越境する存在として、やがて賢治は、父の圏域を離れて東京へと(つまりは日蓮宗国柱会へと)出立しようとする。国柱会とは、檀家制度から独立した在家仏教で、日蓮宗特有の激しい折伏活動を通じて国家変革を目指した、国粋主義的・農本主義的傾向を濃厚に持った新興宗教団体である。賢治は、「内面的個人志向型」の政次郎の宗派(真宗)を批判し、社会性を持つ日蓮宗によって、父とその狭隘な圏域とを同時に乗り越えようとしたのである。

このあたりの記述――一方では家業を離れて独立しようとする意志が、国柱会という世界観(イデオロギー)集団とのかかわりへと導き、家族ゲーム的問題が宗教戦争的対立へと転化してゆく記述の詳細は、実に生き生きとしている。

「慈悲深い」(p-184)両親を否定するために、イデオロギーが援用されるのは珍しいことではない。しかし、この性急な理念的上昇に、賢治は満足しなかった。父の権威を、より大きな権威によって否定するだけであれば、それは何ほどのことでもない。別の権威にしがみつくだけだ。現実を否定するユトピア主義が、現実とは別の権力を支えたり、ルサンチマンの代理となることも多い。

しかし、賢治の中には「すべての生き物の本当の幸ひ」(p−230)というものが決して自明なものではなく、常に問い返されるべき謎として課せられたものであり続ける。そのため、イデオロギーが他者への道徳的恫喝に変質することはなく、むしろ自己犠牲への衝迫になるのである。
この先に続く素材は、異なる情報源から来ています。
use anyhow::Result;
use coach_trainer::api::{ApiClient, ApiError, DataSource, TodaySource};
use coach_trainer::config::Config;
use coach_trainer::models::SessionStatus;
use std::path::PathBuf;

const TODAY_BODY: &str = r#"{
    "profile": { "id": "p1", "full_name": "Marta Gomez" },
    "trainingSessions": [
        { "id": "s1", "scheduled_time": "10:00", "duration_minutes": 60,
          "status": "scheduled", "type": "Strength",
          "client": { "id": "c1", "full_name": "Ana" } },
        { "id": "s2", "scheduled_time": "08:00", "duration_minutes": 30,
          "status": "completed", "type": "Cardio" }
    ],
    "clients": [ { "id": "c1", "full_name": "Ana", "email": "ana@example.com" } ]
}"#;

fn config_for(server: &mockito::ServerGuard, token: &str) -> Config {
    let mut config = Config::default();
    config.api.base_url = server.url();
    config.api.token = token.to_string();
    config.api.timeout_seconds = 5;
    config
}

#[tokio::test]
async fn test_fetch_today_sends_bearer_token() -> Result<()> {
    let mut server = mockito::Server::new_async().await;
    let mock = server
        .mock("GET", "/api/v1/trainer/today")
        .match_header("authorization", "Bearer secret")
        .with_status(200)
        .with_header("content-type", "application/json")
        .with_body(TODAY_BODY)
        .create_async()
        .await;

    let client = ApiClient::new(&config_for(&server, "secret"))?;
    let snapshot = client.fetch_today().await?;

    mock.assert_async().await;
    assert_eq!(snapshot.first_name(), "Marta");
    assert_eq!(snapshot.training_sessions.len(), 2);
    assert_eq!(snapshot.training_sessions[1].status, SessionStatus::Completed);
    assert_eq!(snapshot.training_sessions[1].client_name(), "Unknown Client");

    Ok(())
}

#[tokio::test]
async fn test_fetch_today_maps_http_errors() -> Result<()> {
    let mut server = mockito::Server::new_async().await;
    server
        .mock("GET", "/api/v1/trainer/today")
        .with_status(401)
        .create_async()
        .await;

    let client = ApiClient::new(&config_for(&server, ""))?;
    let err = client.fetch_today().await.unwrap_err();

    assert!(matches!(
        err.downcast_ref::<ApiError>(),
        Some(ApiError::Unauthorized(_))
    ));

    Ok(())
}

#[tokio::test]
async fn test_fetch_today_rejects_malformed_body() -> Result<()> {
    let mut server = mockito::Server::new_async().await;
    server
        .mock("GET", "/api/v1/trainer/today")
        .with_status(200)
        .with_body(r#"{"trainingSessions": [{"id": "s1"}]}"#)
        .create_async()
        .await;

    let client = ApiClient::new(&config_for(&server, ""))?;
    assert!(client.fetch_today().await.is_err());

    Ok(())
}

#[tokio::test]
async fn test_data_source_prefers_snapshot_file() -> Result<()> {
    let fixture = PathBuf::from(env!("CARGO_MANIFEST_DIR")).join("tests/fixtures/today.json");

    let source = DataSource::from_config(&Config::default(), Some(fixture.clone()))?;
    assert_eq!(source.describe(), fixture.display().to_string());

    let snapshot = source.fetch_today().await?;
    assert_eq!(snapshot.clients.len(), 2);

    Ok(())
}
この路を決定づけたものが、妹トシの死という経験であった。「うまれでくるたて⁄こんどはこたにわりやのごとばかりで⁄くるしまなあよにうまれてくる」(今度生まれ変わる時には、このように自分のために苦しむのではなく、他の人々のために苦しみたい)というトシの言葉は、身内でない我々の胸にさえ鋭く突き刺さるものであるが、最愛の者にとって、問い返させずにはおかない決定的重みをもったに違いない。その意味で、死者との絆こそが、賢治を飛翔させるバネとなったのである(p−231)。

どうかこれが天井のアイスクリームになって
おまえと皆に聖い資糧をもたらすやうに
わたくしのすべてのさいわひをかけてねがふ  (『永訣の朝』)


トシからの言葉の委託が、賢治において「まことの幸ひ」への問いとなり、それが皆にとっての天井の糧へと変容することを祈るという祈りは、賢治自身の文学的言語へと結晶して、今や我々すべての前に、聖い糧として差し出されている。

千葉氏のこの達成に心から賛辞を贈りたい。